▶ **Task goal**
Lift out, unaltered, the lines of the material below between the line holding "of the case" and the line holding "board to the", counting both.

▶ **Source information**
- Opening Delimiter -

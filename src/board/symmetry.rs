//! Rotations, reflections, and symmetry-orbit expansion.
//!
//! The board's 8 ring cells occupy the low 16 bits in ring order, so a
//! 45° rotation is a 16-bit rotate; the center cell never moves. Only
//! the horizontal reflection needs a direct permutation (a swap of the
//! outer row bytes in the case view); the other three axes are the
//! horizontal one conjugated by a rotation.
//!
//! Each board carries a pose tag recording which symmetries have been
//! applied to it since its canonical orientation: a 3-bit rotation step
//! count plus one mirror bit. [`Board::clear_pose`] undoes the recorded
//! transform, and [`expand_orbit`] uses the tag to enumerate a
//! template's full set of equivalent orientations.

use smallvec::SmallVec;

use super::state::{Board, POSE_MASK, POSE_SHIFT, RING_MASK};

/// Reflection axis, by the orientation of the mirror line.
#[derive(Clone, Copy, Debug, PartialEq, Eq)]
pub enum Axis {
    /// Mirror line through the middle row.
    Horizontal = 0,
    /// Mirror line along the bottom-left-to-top-right diagonal.
    Rising = 1,
    /// Mirror line through the middle column.
    Vertical = 2,
    /// Mirror line along the top-left-to-bottom-right diagonal.
    Falling = 3,
}

impl Axis {
    /// Decode a 2-bit value.
    #[must_use]
    pub fn from_bits(bits: u32) -> Self {
        match bits & 0b11 {
            0b00 => Axis::Horizontal,
            0b01 => Axis::Rising,
            0b10 => Axis::Vertical,
            _ => Axis::Falling,
        }
    }
}

/// One symmetry class a template can declare applicable.
///
/// The three rotation classes compose: any of the 8 ring rotations is a
/// sum of the enabled classes' step counts. Together with the mirror
/// they generate the dihedral group of the square.
#[derive(Clone, Copy, Debug, PartialEq, Eq)]
pub enum Symmetry {
    /// Toggle a 45° rotation (1 ring step).
    Rotate1,
    /// Toggle a 90° rotation (2 ring steps).
    Rotate2,
    /// Toggle a 180° rotation (4 ring steps).
    Rotate4,
    /// Toggle the reflection.
    Reflect,
}

impl Symmetry {
    /// All classes, in flag-bit order (bit 0 first).
    pub const ALL: [Symmetry; 4] = [
        Symmetry::Rotate1,
        Symmetry::Rotate2,
        Symmetry::Rotate4,
        Symmetry::Reflect,
    ];

    /// The flag bit in a template's symmetry nibble and in the pose tag.
    #[must_use]
    pub fn bit(self) -> u32 {
        match self {
            Symmetry::Rotate1 => 0b0001,
            Symmetry::Rotate2 => 0b0010,
            Symmetry::Rotate4 => 0b0100,
            Symmetry::Reflect => 0b1000,
        }
    }

    fn steps(self) -> i32 {
        match self {
            Symmetry::Rotate1 => 1,
            Symmetry::Rotate2 => 2,
            Symmetry::Rotate4 => 4,
            Symmetry::Reflect => 0,
        }
    }
}

impl Board {
    /// Rotate the 8 ring cells by `steps` positions (45° each).
    ///
    /// Negative steps normalize to the complementary positive rotation;
    /// the center cell is invariant. `rotate(8)` is the identity.
    pub fn rotate(&mut self, steps: i32) {
        let steps = steps.rem_euclid(8) as u32;
        let ring = (self.0 & RING_MASK) as u16;
        let ring = ring.rotate_left(steps * 2);
        self.0 = (self.0 & !RING_MASK) | u32::from(ring);
    }

    /// Reflect across the given axis.
    ///
    /// The horizontal reflection swaps the outer row bytes of the case
    /// view; the other axes are rotate(-k), horizontal, rotate(k) with
    /// k = 1 (rising), 2 (vertical), 3 (falling).
    pub fn reflect(&mut self, axis: Axis) {
        match axis {
            Axis::Horizontal => {
                let case = self.case();
                let swapped =
                    (case & 0x00FF00) | ((case & 0xFF0000) >> 16) | ((case & 0x0000FF) << 16);
                self.set_case(swapped);
            }
            other => {
                let k = other as i32;
                self.rotate(-k);
                self.reflect(Axis::Horizontal);
                self.rotate(k);
            }
        }
    }

    /// Rotation step count recorded in the pose tag.
    #[must_use]
    pub fn pose_steps(&self) -> u32 {
        self.pose() & 0b111
    }

    /// Whether the pose tag records a reflection.
    #[must_use]
    pub fn pose_mirrored(&self) -> bool {
        self.pose() & Symmetry::Reflect.bit() != 0
    }

    /// The axis the original horizontal mirror line currently lies on,
    /// given the recorded rotation.
    #[must_use]
    pub fn axis(&self) -> Axis {
        Axis::from_bits(self.pose_steps())
    }

    /// Whether one symmetry class is currently applied.
    #[must_use]
    pub fn has_symmetry(&self, symmetry: Symmetry) -> bool {
        self.pose() & symmetry.bit() != 0
    }

    /// Apply or undo one symmetry class, keeping the pose tag in sync.
    ///
    /// A no-op when the class is already in the requested state. The
    /// reflection reflects across [`Board::axis`], so that it composes
    /// correctly with whatever rotation is already applied.
    pub fn set_symmetry(&mut self, symmetry: Symmetry, on: bool) {
        if self.has_symmetry(symmetry) == on {
            return;
        }
        match symmetry {
            Symmetry::Reflect => {
                let axis = self.axis();
                self.reflect(axis);
            }
            rotation => {
                let steps = rotation.steps();
                self.rotate(if on { steps } else { -steps });
            }
        }
        self.0 ^= symmetry.bit() << POSE_SHIFT;
    }

    /// Undo every recorded symmetry, returning the board to the
    /// canonical orientation it was constructed from, and zero the pose
    /// tag.
    pub fn clear_pose(&mut self) {
        self.rotate(-(self.pose_steps() as i32));
        if self.pose_mirrored() {
            self.reflect(Axis::Horizontal);
        }
        self.0 &= !POSE_MASK;
    }
}

/// Expand a seed board into its symmetry orbit.
///
/// `flags` is the 4-bit applicable-symmetry mask (bit order per
/// [`Symmetry::ALL`]). The orbit is the power set of the active flags:
/// each subset yields one variant with exactly that subset of symmetry
/// classes inverted relative to the seed, so the result always has
/// exactly `2^popcount(flags)` elements and its membership depends only
/// on the flag set, not on application order.
#[must_use]
pub fn expand_orbit(seed: Board, flags: u32) -> SmallVec<[Board; 16]> {
    let active: SmallVec<[Symmetry; 4]> = Symmetry::ALL
        .iter()
        .copied()
        .filter(|s| flags & s.bit() != 0)
        .collect();

    let count = 1u32 << active.len();
    let mut orbit = SmallVec::with_capacity(count as usize);
    for subset in 0..count {
        let mut variant = seed;
        for (bit, &symmetry) in active.iter().enumerate() {
            if subset & (1 << bit) != 0 {
                variant.set_symmetry(symmetry, !seed.has_symmetry(symmetry));
            }
        }
        orbit.push(variant);
    }
    orbit
}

- Closing Delimiter -

▶ **Reply**
    /// The horizontal reflection swaps the outer row bytes of the case
    /// view; the other axes are rotate(-k), horizontal, rotate(k) with
    /// k = 1 (rising), 2 (vertical), 3 (falling).
    pub fn reflect(&mut self, axis: Axis) {
        match axis {
            Axis::Horizontal => {
                let case = self.case();
                let swapped =
                    (case & 0x00FF00) | ((case & 0xFF0000) >> 16) | ((case & 0x0000FF) << 16);
                self.set_case(swapped);
            }
            other => {
                let k = other as i32;
                self.rotate(-k);
                self.reflect(Axis::Horizontal);
                self.rotate(k);
            }
        }
    }

    /// Rotation step count recorded in the pose tag.
    #[must_use]
    pub fn pose_steps(&self) -> u32 {
        self.pose() & 0b111
    }

    /// Whether the pose tag records a reflection.
    #[must_use]
    pub fn pose_mirrored(&self) -> bool {
        self.pose() & Symmetry::Reflect.bit() != 0
    }

    /// The axis the original horizontal mirror line currently lies on,
    /// given the recorded rotation.
    #[must_use]
    pub fn axis(&self) -> Axis {
        Axis::from_bits(self.pose_steps())
    }

    /// Whether one symmetry class is currently applied.
    #[must_use]
    pub fn has_symmetry(&self, symmetry: Symmetry) -> bool {
        self.pose() & symmetry.bit() != 0
    }

    /// Apply or undo one symmetry class, keeping the pose tag in sync.
    ///
    /// A no-op when the class is already in the requested state. The
    /// reflection reflects across [`Board::axis`], so that it composes
    /// correctly with whatever rotation is already applied.
    pub fn set_symmetry(&mut self, symmetry: Symmetry, on: bool) {
        if self.has_symmetry(symmetry) == on {
            return;
        }
        match symmetry {
            Symmetry::Reflect => {
                let axis = self.axis();
                self.reflect(axis);
            }
            rotation => {
                let steps = rotation.steps();
                self.rotate(if on { steps } else { -steps });
            }
        }
        self.0 ^= symmetry.bit() << POSE_SHIFT;
    }

    /// Undo every recorded symmetry, returning the board to the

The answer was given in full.